Clause started indignantly, but I quickly followed, “He is deceptively heavy. I imagine even without his remaining armour… Certainly doesn’t help that he’s dead weight.”
“This weight isn’t dead yet. And I assure you, the effort of lifting me is half the armor’s fault,” Clause muttered tiredly with a hissing wheeze. “Though the other half is the expected exertion of lifting a man of my stature.”

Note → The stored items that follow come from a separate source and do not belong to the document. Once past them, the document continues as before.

pub mod config;
pub mod error;
pub mod logging;

pub use config::{ApiConfig, AppConfig, FeedConfig};
pub use error::{AppError, Result};
use serde::{Deserialize, Serialize};

use crate::domain::value_objects::RecommendationId;

/// How the remote ranking service selected the item. Location-ranked items
/// always carry a distance; the enum makes the invariant unrepresentable
/// the other way around.
#[derive(Debug, Clone, PartialEq, Serialize, Deserialize)]
#[serde(tag = "type", rename_all = "snake_case")]
pub enum Ranking {
    General,
    Location { distance_km: f64 },
}

/// Display-only author fields, opaque to the engine.
#[derive(Debug, Clone, Default, PartialEq, Serialize, Deserialize)]
pub struct AuthorSummary {
    pub name: String,
    pub handle: String,
    pub avatar_url: Option<String>,
}

/// One feed item as the engine sees it.
#[derive(Debug, Clone, PartialEq, Serialize, Deserialize)]
pub struct Recommendation {
    pub id: RecommendationId,
    pub ranking: Ranking,
    /// Business subscription level. Derived remotely, only displayed here.
    pub tier: Option<String>,
    /// Business category appended to the viewer's preferences on a new like.
    pub business_type: Option<String>,
    pub like_count: u64,
    pub is_liked_by_viewer: bool,
    pub author: AuthorSummary,
}

impl Recommendation {
    /// Human-readable distance, present for location-ranked items only,
    /// e.g. `"3.2 km away (Premium Plan)"`.
    pub fn distance_label(&self) -> Option<String> {
        match &self.ranking {
            Ranking::Location { distance_km } => {
                let mut label = format!("{distance_km} km away");
                if let Some(tier) = self.tier.as_deref().filter(|t| !t.is_empty()) {
                    label.push_str(&format!(" ({} Plan)", capitalize(tier)));
                }
                Some(label)
            }
            Ranking::General => None,
        }
    }
}

fn capitalize(value: &str) -> String {
    let mut chars = value.chars();
    match chars.next() {
        Some(first) => first.to_uppercase().collect::<String>() + chars.as_str(),
        None => String::new(),
    }
}

#[cfg(test)]
mod tests {
    use super::*;

    fn item(ranking: Ranking, tier: Option<&str>) -> Recommendation {
        Recommendation {
            id: RecommendationId::new("r1").unwrap(),
            ranking,
            tier: tier.map(str::to_string),
            business_type: None,
            like_count: 0,
            is_liked_by_viewer: false,
            author: AuthorSummary::default(),
        }
    }

    #[test]
    fn general_items_have_no_distance_label() {
        assert_eq!(item(Ranking::General, Some("premium")).distance_label(), None);
    }

    #[test]
    fn location_items_render_distance_and_tier() {
        let labeled = item(Ranking::Location { distance_km: 3.2 }, Some("premium"));
        assert_eq!(
            labeled.distance_label().as_deref(),
            Some("3.2 km away (Premium Plan)")
        );

        let bare = item(Ranking::Location { distance_km: 1.0 }, None);
        assert_eq!(bare.distance_label().as_deref(), Some("1 km away"));
    }
}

“Well endowed, that’s my brother,” Strause said cheerfully, his words bringing a smile to my face and a flush to his brother's.
“I- Oh, would you two stop that? I could do without the two of you acting like… Like…” He said, grasping for words.
“Like [Plebes]?” I offered.
“Yes,” he finished, apparently no more to say on the matter.
“Well,” I told him contemplatively, “We could always leave you. We could go on our way, let you down one last time, as it were.”
“Ehh,” Strause said, “I don’t know that I could. I think my hand is stuck to his armor. It’s quite warm despite all the lubrication we’ve added.”
He said it in line with the joke my suggestion was, but he looked to me and seemed to will me to not keep doing it. I couldn’t tell why he gave me that look, but he did, and when it came to reading the situation, I trusted the guy who could read the room. And the street. And. Well, he could read a lot more than the room was the point, and if he could do that, there was no doubt a reason for it, even if I couldn’t.
“You could always carry him,” I told Strause, “Raise him up, all on his own. I wouldn’t mind letting my arms rest a moment.”
“I’ll make sure to tell my sister about your devotion to the cause,” he told me, hitting my weak spot.
“Would the two of you speak properly and stop talking about me like I’m not here?” Clause asked, clearly annoyed.
“No!” the two of us said, united in our grief of dragging Clause and unwilling to tell him anything.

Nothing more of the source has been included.